School of computer engineering, KIIT University, Patia, Bhubaneswar, Odisha, 751024, India.
Department of Environmental Health, Harvard T H Chan School of public Health, 677 Harrington Avenue, Boston, MA, 02115, USA.
BMC Bioinformatics. 2024 Oct 15;25(1):329. doi: 10.1186/s12859-024-05866-8.

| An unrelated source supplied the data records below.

//! WhatsOnChain Feed
//!
//! Prints the chain state and streams a WhatsOnChain event feed until Ctrl-C.

use std::sync::Arc;
use tracing::{info, warn};
use tracing_subscriber::{layer::SubscriberExt, util::SubscriberInitExt};
use whatsonchain_client::{SocketHandler, WhatsOnChainClient, new_websocket_client};
use whatsonchain_feed::config::Config;
use whatsonchain_feed::handler::LoggingHandler;

#[tokio::main]
async fn main() -> anyhow::Result<()> {
    // Initialize tracing
    tracing_subscriber::registry()
        .with(
            tracing_subscriber::EnvFilter::try_from_default_env()
                .unwrap_or_else(|_| "info".into()),
        )
        .with(tracing_subscriber::fmt::layer())
        .init();

    let config = match std::env::var("WOC_CONFIG") {
        Ok(path) => {
            info!("Loading configuration from {}", path);
            Config::load(&path)?
        }
        Err(_) => Config::default(),
    };

    let client = WhatsOnChainClient::new(config.network, Some(config.client.to_options()), None);
    info!(
        "Using {} network at {} ({})",
        client.network(),
        client.base_url(),
        client.user_agent()
    );

    match client.get_chain_info().await {
        Ok(info) => info!(
            "Chain {} at height {}, best block {}",
            info.chain, info.blocks, info.best_block_hash
        ),
        Err(err) => warn!("Failed to fetch chain info: {}", err),
    }

    let handler = Arc::new(LoggingHandler::new());
    let socket_handler: Arc<dyn SocketHandler> = handler.clone();
    let mut feed = new_websocket_client(config.feed.channel.url(), Some(socket_handler))
        .ok_or_else(|| anyhow::anyhow!("feed URL is empty"))?;

    feed.connect().await?;
    info!("Streaming {} feed, press Ctrl-C to stop", feed.channel());

    tokio::signal::ctrl_c().await?;

    feed.disconnect().await?;
    info!("Stopped after {} publications", handler.publications());

    Ok(())
}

Stroke prediction remains a critical area of research in healthcare, aiming to enhance early intervention and patient care strategies. This study investigates the efficacy of machine learning techniques, particularly principal component analysis (PCA) and a stacking ensemble method, for predicting stroke occurrences based on demographic, clinical, and lifestyle factors. We systematically varied PCA components and implemented a stacking model comprising random forest, decision tree, and K-nearest neighbors (KNN).Our findings demonstrate that setting PCA components to 16 optimally enhanced predictive accuracy, achieving a remarkable 98.6% accuracy in stroke prediction. Evaluation metrics underscored the robustness of our approach in handling class imbalance and improving model performance, also comparative analyses against traditional machine learning algorithms such as SVM, logistic regression, and Naive Bayes highlighted the superiority of our proposed method.
中风预测仍然是医疗保健领域的一个关键研究领域,旨在加强早期干预和患者护理策略。本研究调查了机器学习技术,特别是主成分分析(PCA)和堆叠集成方法,基于人口统计学、临床和生活方式因素预测中风发生的效果。我们系统地改变了 PCA 成分,并实施了一个堆叠模型,其中包括随机森林、决策树和 K-最近邻(KNN)。我们的研究结果表明,将 PCA 成分设置为 16 可以最佳地提高预测准确性,中风预测的准确性达到了惊人的 98.6%。评估指标强调了我们的方法在处理类别不平衡和提高模型性能方面的稳健性,与传统机器学习算法(如 SVM、逻辑回归和朴素贝叶斯)的比较分析也突出了我们提出的方法的优越性。